PODCAST | Chiara Nicoletti interviews Yoon Sung-hyun, director of the film Time to Hunt.
At the 70th Berlinale, Yoon Sung-hyun brings in Berlinale Special his dystopian thriller about a group of friends trying to find a better future in the worst way possible and being hunted by a mysterious killer as a consequence to their actions. Yoon Sung-hyun explains how despite the film being a mix of genres including a gangster movie, it is essentially a story about a friendship that means family. The director then comments how positive was the Oscar to Parasite in terms of the positive attention that brought to all South Korean cinema.
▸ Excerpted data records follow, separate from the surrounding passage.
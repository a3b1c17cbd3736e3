// System collector: OS identity, CPU, memory and partitions as isolated steps.

use std::sync::Arc;
use tracing::{debug, warn};

use super::SystemSource;
use crate::models::{PartitionInfo, SystemSnapshot};

pub async fn collect_system(source: Arc<dyn SystemSource>) -> SystemSnapshot {
    match tokio::task::spawn_blocking(move || snapshot_from(source.as_ref())).await {
        Ok(snapshot) => snapshot,
        Err(e) => {
            warn!(error = %e, operation = "collect_system", "system collection aborted");
            SystemSnapshot::failed(format!("Error collecting system information: {}", e))
        }
    }
}

fn snapshot_from(source: &dyn SystemSource) -> SystemSnapshot {
    let mut snapshot = SystemSnapshot::default();

    match source.identity() {
        Ok(id) => snapshot = snapshot.with_identity(id),
        Err(e) => warn!(error = %e, operation = "identity", "OS identity unavailable"),
    }
    match source.cpu() {
        Ok(cpu) => snapshot = snapshot.with_cpu(cpu),
        Err(e) => warn!(error = %e, operation = "cpu", "CPU facts unavailable"),
    }
    match source.memory() {
        Ok(mem) => snapshot = snapshot.with_memory(mem),
        Err(e) => warn!(error = %e, operation = "memory", "memory facts unavailable"),
    }
    match source.partitions() {
        Ok(entries) => snapshot.partitions = keep_readable(entries),
        Err(e) => warn!(error = %e, operation = "partitions", "partitions unavailable"),
    }
    snapshot
}

fn keep_readable(
    entries: Vec<Result<PartitionInfo, super::SkipReason>>,
) -> Vec<PartitionInfo> {
    let mut partitions: Vec<PartitionInfo> = entries
        .into_iter()
        .filter_map(|entry| match entry {
            Ok(p) => Some(p),
            Err(reason) => {
                debug!(?reason, "partition skipped");
                None
            }
        })
        .collect();
    partitions.sort_by(|a, b| a.mountpoint.cmp(&b.mountpoint));
    partitions
}
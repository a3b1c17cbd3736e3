// Container collector: list, inspect, sample usage, then networks and volumes.

use async_trait::async_trait;
use futures_util::FutureExt;
use futures_util::future::join_all;
use std::panic::AssertUnwindSafe;
use tracing::{debug, info, warn};

use super::{ContainerRuntime, panic_message};
use crate::error::RuntimeError;
use crate::models::{
    ContainerInfo, ContainerNetworkInfo, ContainerSnapshot, ContainerUsage, VolumeInfo,
};

pub async fn collect_containers(runtime: &dyn ContainerRuntime) -> ContainerSnapshot {
    let outcome = AssertUnwindSafe(try_collect(runtime))
        .catch_unwind()
        .await
        .unwrap_or_else(|payload| Err(RuntimeError::Panicked(panic_message(&*payload))));
    match outcome {
        Ok(snapshot) => {
            info!(
                containers = snapshot.containers.len(),
                networks = snapshot.networks.len(),
                volumes = snapshot.volumes.len(),
                "container scan complete"
            );
            snapshot
        }
        Err(e) => {
            warn!(error = %e, operation = "collect_containers", "container runtime unavailable");
            ContainerSnapshot::failed(format!("Error collecting Docker information: {}", e))
        }
    }
}

async fn try_collect(runtime: &dyn ContainerRuntime) -> Result<ContainerSnapshot, RuntimeError> {
    let ids = runtime.list_containers().await?;

    let mut inspected = Vec::with_capacity(ids.len());
    for id in &ids {
        match runtime.inspect_container(id).await {
            Ok(info) => inspected.push(info),
            Err(e) => debug!(container = %id, error = %e, "container skipped"),
        }
    }

    let usages = join_all(inspected.iter().map(|c| runtime.container_usage(&c.id))).await;
    let mut containers: Vec<ContainerInfo> = inspected
        .into_iter()
        .zip(usages)
        .map(|(info, usage)| {
            let usage = usage
                .map_err(|e| debug!(container = %info.name, error = %e, "usage unavailable"))
                .ok();
            info.with_usage(usage)
        })
        .collect();
    containers.sort_by(|a, b| a.name.cmp(&b.name));

    let mut networks = runtime.list_networks().await?;
    networks.sort_by(|a, b| a.name.cmp(&b.name));
    let mut volumes = runtime.list_volumes().await?;
    volumes.sort_by(|a, b| a.name.cmp(&b.name));

    Ok(ContainerSnapshot {
        containers,
        networks,
        volumes,
        error: None,
    })
}

/// Runtime stand-in used when the client could not even be constructed.
pub struct UnreachableRuntime {
    reason: String,
}

impl UnreachableRuntime {
    pub fn new(reason: impl Into<String>) -> Self {
        Self {
            reason: reason.into(),
        }
    }

    fn err(&self) -> RuntimeError {
        RuntimeError::Unreachable(self.reason.clone())
    }
}

#[async_trait]
impl ContainerRuntime for UnreachableRuntime {
    async fn list_containers(&self) -> Result<Vec<String>, RuntimeError> {
        Err(self.err())
    }

    async fn inspect_container(&self, _id: &str) -> Result<ContainerInfo, RuntimeError> {
        Err(self.err())
    }

    async fn container_usage(&self, _id: &str) -> Result<ContainerUsage, RuntimeError> {
        Err(self.err())
    }

    async fn list_networks(&self) -> Result<Vec<ContainerNetworkInfo>, RuntimeError> {
        Err(self.err())
    }

    async fn list_volumes(&self) -> Result<Vec<VolumeInfo>, RuntimeError> {
        Err(self.err())
    }
}
use anyhow::Context;
use serde::Deserialize;
use std::path::{Path, PathBuf};
use std::time::Duration;

/// Looked up in the working directory when neither `--config` nor `CONFIG_FILE` is given.
pub const DEFAULT_CONFIG_FILE: &str = "host-insights.toml";

#[derive(Debug, Clone, Default, Deserialize)]
#[serde(default)]
pub struct AppConfig {
    pub commands: CommandsConfig,
    pub docker: DockerConfig,
    pub processes: ProcessesConfig,
    pub report: ReportConfig,
    pub logging: LoggingConfig,
}

#[derive(Debug, Clone, Deserialize)]
#[serde(default)]
pub struct CommandsConfig {
    /// Upper bound for each routing/DNS/firewall command.
    pub timeout_ms: u64,
}

impl Default for CommandsConfig {
    fn default() -> Self {
        Self { timeout_ms: 5000 }
    }
}

#[derive(Debug, Clone, Deserialize)]
#[serde(default)]
pub struct DockerConfig {
    pub timeout_ms: u64,
}

impl Default for DockerConfig {
    fn default() -> Self {
        Self { timeout_ms: 10_000 }
    }
}

#[derive(Debug, Clone, Deserialize)]
#[serde(default)]
pub struct ProcessesConfig {
    /// Window per-process CPU usage is measured over.
    pub cpu_sample_ms: u64,
}

impl Default for ProcessesConfig {
    fn default() -> Self {
        Self { cpu_sample_ms: 250 }
    }
}

#[derive(Debug, Clone, Deserialize)]
#[serde(default)]
pub struct ReportConfig {
    pub include_env: bool,
    pub output_path: PathBuf,
}

impl Default for ReportConfig {
    fn default() -> Self {
        Self {
            include_env: false,
            output_path: PathBuf::from("host_insights_prompt.txt"),
        }
    }
}

#[derive(Debug, Clone, Deserialize)]
#[serde(default)]
pub struct LoggingConfig {
    /// Default filter when `RUST_LOG` is unset.
    pub level: String,
}

impl Default for LoggingConfig {
    fn default() -> Self {
        Self {
            level: "warn".into(),
        }
    }
}

impl AppConfig {
    /// `explicit` (from `--config`) wins, then `CONFIG_FILE`, then `host-insights.toml`
    /// if present, else defaults.
    pub fn load(explicit: Option<&Path>) -> anyhow::Result<Self> {
        let path = match explicit {
            Some(p) => Some(p.to_path_buf()),
            None => match std::env::var("CONFIG_FILE") {
                Ok(p) => Some(PathBuf::from(p)),
                Err(_) => {
                    let local = PathBuf::from(DEFAULT_CONFIG_FILE);
                    local.exists().then_some(local)
                }
            },
        };
        match path {
            Some(path) => {
                let s = std::fs::read_to_string(&path)
                    .with_context(|| format!("reading {}", path.display()))?;
                Self::load_from_str(&s)
            }
            None => Ok(Self::default()),
        }
    }

    /// Parse and validate config from a string (e.g. for tests).
    pub fn load_from_str(s: &str) -> anyhow::Result<Self> {
        let config: AppConfig = toml::from_str(s)?;
        config.validate()?;
        Ok(config)
    }

    fn validate(&self) -> anyhow::Result<()> {
        anyhow::ensure!(
            self.commands.timeout_ms > 0,
            "commands.timeout_ms must be > 0, got {}",
            self.commands.timeout_ms
        );
        anyhow::ensure!(
            self.docker.timeout_ms > 0,
            "docker.timeout_ms must be > 0, got {}",
            self.docker.timeout_ms
        );
        anyhow::ensure!(
            self.processes.cpu_sample_ms >= 100,
            "processes.cpu_sample_ms must be >= 100, got {}",
            self.processes.cpu_sample_ms
        );
        anyhow::ensure!(
            !self.report.output_path.as_os_str().is_empty(),
            "report.output_path must be non-empty"
        );
        anyhow::ensure!(
            !self.logging.level.trim().is_empty(),
            "logging.level must be non-empty"
        );
        Ok(())
    }

    pub fn command_timeout(&self) -> Duration {
        Duration::from_millis(self.commands.timeout_ms)
    }

    pub fn docker_timeout(&self) -> Duration {
        Duration::from_millis(self.docker.timeout_ms)
    }

    pub fn cpu_sample(&self) -> Duration {
        Duration::from_millis(self.processes.cpu_sample_ms)
    }
}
Time to Hunt: When Jun-seok is picked up by his buddies Ki-hoon and Jang-ho after three years in prison, it takes him a while to understand how much South Korea has changed following the recent financial crisis. The glittering world of consumerism that he left behind has turned into a dark, post-capitalist desert, in which young men don’t really make any plans for the future anymore. The won is now worthless anything, and the cash loot from their last heist has disappeared into thin air. However, Jun-seok has brought a dream with him from his time in prison that he is determined to hold onto: he longs to escape with his friends to Hawaii, to the warmth and the turquoise sea, to start a new life there. To this end he persuades them to join forces for a risky raid on a casino. The trio has nothing to lose. The robbery succeeds. But what they didn’t expect was that it would incur the wrath of infinitely more powerful criminals. A chase through this dystopian world ensues. In Sa-nyang-eui-si-gan, Yoon Sung-hyun successfully transposes the classic thriller genre into the near future, at the same time delivering a powerful visual reckoning with the social realities of present-day South Korea.